● **INPUT**
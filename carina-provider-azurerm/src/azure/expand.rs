//! Conversions between attribute lists and API payload fragments

use carina_provider_sdk::resource::Value;
use serde_json::json;

/// String items of a list or set attribute
pub fn expand_string_slice(values: &[Value]) -> Vec<String> {
    values
        .iter()
        .filter_map(|v| v.as_str().map(str::to_string))
        .collect()
}

/// String array from an API response; missing arrays read as empty
pub fn flatten_string_slice(values: Option<&serde_json::Value>) -> Value {
    let items = values
        .and_then(serde_json::Value::as_array)
        .map(|arr| {
            arr.iter()
                .filter_map(|v| v.as_str().map(Value::string))
                .collect()
        })
        .unwrap_or_default();
    Value::List(items)
}

/// `[{"id": ...}]` sub-resource references
pub fn expand_sub_resource_ids(values: &[Value]) -> serde_json::Value {
    serde_json::Value::Array(
        expand_string_slice(values)
            .into_iter()
            .map(|id| json!({ "id": id }))
            .collect(),
    )
}

/// IDs of `[{"id": ...}]` sub-resource references
pub fn flatten_sub_resource_ids(values: Option<&serde_json::Value>) -> Value {
    let items = values
        .and_then(serde_json::Value::as_array)
        .map(|arr| {
            arr.iter()
                .filter_map(|v| v.get("id").and_then(serde_json::Value::as_str))
                .map(Value::string)
                .collect()
        })
        .unwrap_or_default();
    Value::List(items)
}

● **TASK TO COMPLETE**
Pull every line containing "Option" out of the entries.

● **RESULT OF THE EXERCISE**
pub fn flatten_string_slice(values: Option<&serde_json::Value>) -> Value {
pub fn flatten_sub_resource_ids(values: Option<&serde_json::Value>) -> Value {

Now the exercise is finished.